Alla fine, nella primavera del 1920, fu firmato il nuovo patto colonico, favorevole ai mezzadri, ma i proprietari non si rassegnarono alla sconfitta: si appellarono al governo e avviarono trattative con le Leghe rosse!

“Il Lavoratore Friulano” del 17 ottobre 1920 scrisse, quindi, che i “bianchi”, “in tonaca nera o senza, vanno seminando per le campagne l’odio più feroce, aizzando i contadini contro gli operai, contro i ferrovieri [non contro i proprietari terrieri, si noti], condendo le viltà parolaie con la bellezza racchiusa nella dottrina di Cristo”.

Ma bisognava ostacolarli anche sul campo, i sindacalisti bianchi, non solo sulla carta stampata. Ed ecco allora il giovane Tiziano Tessitori costretto al silenzio in una trattoria di Cordenons da una folla minacciosa, e liberato a tarda notte dai carabinieri in un’osteria di Rivignano assediata dai socialisti.

Nei mesi seguenti, segnatamente oltre Tagliamento, i proprietari praticarono varie forme di ostruzionismo e, per ritorsione mirata, disdissero i contratti con i mezzadri più attivi nelle lotte sindacali.

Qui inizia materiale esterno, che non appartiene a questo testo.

pub mod error;
pub mod hash;
pub mod keys;
mod lattice;
pub mod params;
pub mod scheme;
pub mod sign;
pub(crate) mod utils;

pub use error::{SignError, SignResult};
pub use keys::{
    PrivateKey, PublicKey, generate_key, generate_key_with_rng,
    new_key_from_seed,
};
pub use params::{
    PRIVATE_KEY_SIZE, PUBLIC_KEY_SIZE, SEED_SIZE, SIGNATURE_SIZE,
};
pub use scheme::{Dilithium5, SCHEME, Scheme, SignatureOpts, scheme};
pub use sign::{Signature, sign_to, verify};
use std::path::PathBuf;

use chrono::{DateTime, Utc};
use pdict_config::history::HistoryConfig;
use pdict_core::history::{HistoryError, HistorySource};

use crate::snapshot::HistorySnapshot;
use crate::translators::extract_phrase;

const QUERY: &str = "SELECT url FROM urls
     WHERE (url LIKE ?1 OR url LIKE ?2) AND last_visit_time > ?3";

/// Microseconds between 1601-01-01 and 1970-01-01
const WEBKIT_EPOCH_OFFSET_MICROS: i64 = 11_644_473_600_000_000;

/// Chrome `History` database
pub struct ChromeHistory {
    database: PathBuf,
    target_lang: String,
}

impl ChromeHistory {
    pub fn new(database: impl Into<PathBuf>, target_lang: impl Into<String>) -> Self {
        Self {
            database: database.into(),
            target_lang: target_lang.into(),
        }
    }

    pub fn from_config(config: &HistoryConfig) -> Self {
        Self::new(config.chrome_history.clone(), config.target_lang.clone())
    }
}

pub(crate) fn to_webkit_micros(at: DateTime<Utc>) -> i64 {
    at.timestamp_micros() + WEBKIT_EPOCH_OFFSET_MICROS
}

impl HistorySource for ChromeHistory {
    fn name(&self) -> &str {
        "Chrome"
    }

    fn extract(&self, since: DateTime<Utc>) -> Result<Vec<String>, HistoryError> {
        let snapshot = HistorySnapshot::open(&self.database)?;
        let urls = snapshot.translator_urls(QUERY, to_webkit_micros(since))?;
        tracing::debug!("Chrome: {} translator visits since {}", urls.len(), since);

        Ok(urls
            .iter()
            .filter_map(|url| extract_phrase(url, &self.target_lang))
            .collect())
    }
}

Le Leghe dovettero allora impegnarsi in un’altra battaglia e riuscirono a far approvare la legge 7 aprile 1921, che dava facoltà al prefetto di sospendere le disdette in casi particolari.

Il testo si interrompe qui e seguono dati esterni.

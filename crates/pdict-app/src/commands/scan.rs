use std::collections::BTreeSet;

use chrono::{DateTime, NaiveTime, Utc};
use pdict_core::history::HistorySource;
use pdict_core::language::LanguageProcessor;
use pdict_core::{CheckOptions, CheckOutcome, WordService};
use pdict_history::Checkpoint;
use pdict_lang_english::EnglishProcessor;
use pdict_types::{DictionaryEntry, Source};

use crate::commands::ScanArgs;
use crate::render;
use crate::state::AppState;

/// Per-word results of a scan
#[derive(Debug, Default)]
pub struct ScanReport {
    /// Words resolved by the online dictionary
    pub fetched: Vec<(String, Vec<DictionaryEntry>)>,
    /// Words already in the local dictionary
    pub cached: usize,
    pub not_found: Vec<(String, Vec<String>)>,
    pub failed: Vec<(String, String)>,
}

/// Phrases gathered from history, plus the sources that could not be read
#[derive(Debug, Default)]
pub struct Harvest {
    pub phrases: Vec<String>,
    pub unreadable: Vec<String>,
}

/// Whether the next scan may start after this one. Anything unread,
/// unsaved or failed has to be seen again.
pub fn may_advance_checkpoint(harvest: &Harvest, report: &ScanReport, saved: bool) -> bool {
    saved && harvest.unreadable.is_empty() && report.failed.is_empty()
}

pub async fn handle_scan(state: &AppState, args: ScanArgs) -> anyhow::Result<()> {
    let checkpoint = Checkpoint::new(state.config.cache.checkpoint_path());
    let since = match args.from {
        Some(date) => date.and_time(NaiveTime::MIN).and_utc(),
        None => checkpoint.load()?.unwrap_or(DateTime::<Utc>::UNIX_EPOCH),
    };
    let started = Utc::now();

    let mut service = state.word_service()?;

    let sources = pdict_history::configured_sources(&state.config.history);
    if sources.is_empty() {
        tracing::warn!("No browser history to scan");
    }

    let harvest = collect_phrases(&sources, since);
    let words = EnglishProcessor::new().candidate_words(&harvest.phrases);
    println!(
        "{} candidate words in {} phrases since {}",
        words.len(),
        harvest.phrases.len(),
        since.format("%Y-%m-%d %H:%M")
    );

    let options = CheckOptions {
        force_online: false,
        persist: !args.no_save,
    };
    let report = check_words(&mut service, &words, options).await;

    for (_, entries) in &report.fetched {
        for entry in entries {
            println!("\n{}", render::render_entry(entry));
        }
    }
    for (word, suggestions) in &report.not_found {
        println!("{}", render::not_found(word, suggestions));
    }
    for (word, error) in &report.failed {
        eprintln!("{}: {}", word, error);
    }

    println!(
        "\n{} new, {} already known, {} not found, {} failed",
        report.fetched.len(),
        report.cached,
        report.not_found.len(),
        report.failed.len()
    );

    for name in &harvest.unreadable {
        eprintln!("{} history could not be read", name);
    }

    if may_advance_checkpoint(&harvest, &report, !args.no_save) {
        checkpoint.store(started)?;
    } else {
        tracing::warn!(
            "Keeping the previous checkpoint ({} unreadable sources, {} failed words, saving: {})",
            harvest.unreadable.len(),
            report.failed.len(),
            !args.no_save
        );
    }

    Ok(())
}

/// Phrases from every source; a source that cannot be read is skipped
/// and named in the harvest
pub fn collect_phrases(sources: &[Box<dyn HistorySource>], since: DateTime<Utc>) -> Harvest {
    let mut harvest = Harvest::default();

    for source in sources {
        match source.extract(since) {
            Ok(found) => {
                tracing::info!("{}: {} translated phrases", source.name(), found.len());
                harvest.phrases.extend(found);
            }
            Err(e) => {
                tracing::warn!("Skipping {} history: {}", source.name(), e);
                harvest.unreadable.push(source.name().to_string());
            }
        }
    }

    harvest
}

/// Check every word; a failing word is recorded and the scan goes on
pub async fn check_words(
    service: &mut WordService,
    words: &BTreeSet<String>,
    options: CheckOptions,
) -> ScanReport {
    let mut report = ScanReport::default();

    for word in words {
        match service.check(word, options).await {
            Ok(CheckOutcome::Found {
                source: Source::Cache,
                ..
            }) => report.cached += 1,
            Ok(CheckOutcome::Found { entries, .. }) => {
                report.fetched.push((word.clone(), entries));
            }
            Ok(CheckOutcome::NotFound { suggestions, .. }) => {
                report.not_found.push((word.clone(), suggestions));
            }
            Err(e) => {
                tracing::error!("Checking '{}' failed: {}", word, e);
                report.failed.push((word.clone(), e.to_string()));
            }
        }
    }

    report
}
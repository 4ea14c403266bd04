use crate::commands::normalize_word;
use crate::state::AppState;

pub fn handle_remove(state: &AppState, word: &str) -> anyhow::Result<()> {
    let mut cache = state.open_cache()?;
    let word = normalize_word(word);
    let removed = cache.remove(&word)?;

    if removed == 0 {
        println!("{} is not in the local dictionary", word);
    } else {
        println!("Removed {} ({} associations)", word, removed);
    }
    Ok(())
}

pub fn handle_clean(state: &AppState) -> anyhow::Result<()> {
    let mut cache = state.open_cache()?;
    let report = cache.garbage_collect()?;

    println!(
        "Deleted {} orphaned entries, {} stray files",
        report.removed.len(),
        report.stray_files
    );
    Ok(())
}

pub fn handle_purge(state: &AppState, confirmed: bool) -> anyhow::Result<()> {
    if !confirmed {
        anyhow::bail!("Refusing to purge the local dictionary without --yes");
    }

    let mut cache = state.open_cache()?;
    cache.purge()?;
    println!("Local dictionary purged");
    Ok(())
}
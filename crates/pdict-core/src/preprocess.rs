use unicode_normalization::UnicodeNormalization;

pub trait Preprocessor {
    // Default preprocessor for phrases pulled out of URLs
    fn process(&self, text: &str) -> String {
        let mut text = text.trim().to_string();

        if text.is_empty() {
            return text;
        }

        // Unicode normalization (NFKC)
        text = text.nfkc().collect();

        // Escaped newlines survive URL decoding as a literal backslash-n
        text = text.replace("\\n", " ").replace(['\n', '\r'], " ");

        text.trim().to_lowercase()
    }
}

pub struct DefaultPreprocessor;
impl Preprocessor for DefaultPreprocessor {}
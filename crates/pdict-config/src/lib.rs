use std::fs;
use std::path::{Path, PathBuf};

use serde::{Deserialize, Serialize};

use self::cache::CacheConfig;
use self::dictionary::DictionaryConfig;
use self::history::HistoryConfig;

pub mod cache;
pub mod dictionary;
pub mod history;
pub mod keys;

pub use keys::ApiKeys;

#[derive(Serialize, Deserialize, Clone, Debug, Default)]
#[serde(default)]
pub struct Config {
    pub cache: CacheConfig,
    pub dictionary: DictionaryConfig,
    pub history: HistoryConfig,
}

impl Config {
    /// Defaults, with environment overrides applied
    pub fn new() -> Self {
        Self::default()
    }

    /// Defaults overlaid with `config.json` from the cache directory, if any
    pub fn load() -> Result<Self, ConfigError> {
        let defaults = Self::new();
        let settings = defaults.cache.settings_path();

        if !settings.exists() {
            return Ok(defaults);
        }

        let mut config = Self::from_file(&settings)?;
        // The file lives inside the root, so it cannot move it
        config.cache.root = defaults.cache.root;
        Ok(config)
    }

    pub fn from_file(path: &Path) -> Result<Self, ConfigError> {
        tracing::info!("Loading config from {}", path.display());
        let data = fs::read_to_string(path).map_err(|source| ConfigError::Read {
            path: path.to_path_buf(),
            source,
        })?;
        serde_json::from_str(&data).map_err(|source| ConfigError::Parse {
            path: path.to_path_buf(),
            source,
        })
    }

    pub fn api_keys(&self) -> Result<ApiKeys, ConfigError> {
        ApiKeys::load(&self.cache.keys_path())
    }
}

#[derive(Debug, thiserror::Error)]
pub enum ConfigError {
    #[error("Cannot read {path}: {source}")]
    Read {
        path: PathBuf,
        source: std::io::Error,
    },

    #[error("Invalid config in {path}: {source}")]
    Parse {
        path: PathBuf,
        source: serde_json::Error,
    },

    #[error("API key {name} is missing, add it to {path}")]
    MissingKey { name: String, path: PathBuf },
}

#[cfg(test)]
mod tests {
    use super::*;

    #[test]
    fn partial_file_keeps_defaults() {
        let dir = tempfile::tempdir().unwrap();
        let path = dir.path().join("config.json");
        fs::write(&path, r#"{ "history": { "target_lang": "de" } }"#).unwrap();

        let config = Config::from_file(&path).unwrap();

        assert_eq!(config.history.target_lang, "de");
        assert_eq!(config.history.firefox_profile, Config::new().history.firefox_profile);
        assert!(config.dictionary.api_url.starts_with("https://"));
    }

    #[test]
    fn cache_layout_is_rooted() {
        let cache = CacheConfig::at("/tmp/pdict");

        assert_eq!(cache.index_path(), PathBuf::from("/tmp/pdict/meta.db"));
        assert_eq!(cache.entries_dir(), PathBuf::from("/tmp/pdict/entries"));
        assert_eq!(cache.keys_path(), PathBuf::from("/tmp/pdict/keys.json"));
    }

    #[test]
    fn keys_file_is_parsed() {
        let dir = tempfile::tempdir().unwrap();
        let path = dir.path().join("keys.json");
        fs::write(
            &path,
            r#"{ "merriam_webster": { "dictionary": "abc", "thesaurus": "def" } }"#,
        )
        .unwrap();

        let keys = ApiKeys::load(&path).unwrap();

        // Keys for services pdict does not use are tolerated
        assert!(keys.merriam_webster.dictionary.is_some());
    }

    #[test]
    fn blank_dictionary_key_is_missing() {
        let keys = ApiKeys {
            merriam_webster: keys::MerriamWebsterKeys {
                dictionary: Some("  ".to_string()),
            },
        };

        let err = keys.dictionary_key(Path::new("keys.json")).unwrap_err();
        assert!(matches!(err, ConfigError::MissingKey { .. }));
    }
}
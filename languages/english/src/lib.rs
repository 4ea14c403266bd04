pub mod merriam_webster;
pub mod processor;
pub mod stop_words;

pub use merriam_webster::MerriamWebster;
pub use processor::EnglishProcessor;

Anche nel 1922 le Leghe dovettero lottare per ottenere dal prefetto un nuovo decreto di blocco delle disdette, ma quella fu l’ultima loro vittoria in quanto nel 1923 il fascismo si schierò dalla parte dei proprietari.

A conclusione di questa breve rievocazione (per approfondimenti, “Storia del Movimento Cattolico” di Tiziano Tessitori) è giusto ricordare che Leghe bianche svolsero un’azione efficace anche per sollecitare la liquidazione dei danni di guerra, e il 21 agosto 1920, nel Congresso provinciale, annunciarono lo sciopero fiscale: perché versare imposte a uno Stato debitore per danni di guerra?

La decisione, coraggiosa e rivoluzionaria, poté trovare pratica applicazione solo in quei paesi in cui, come ad Artegna, le Leghe poterono contare su una popolazione compatta e solidale.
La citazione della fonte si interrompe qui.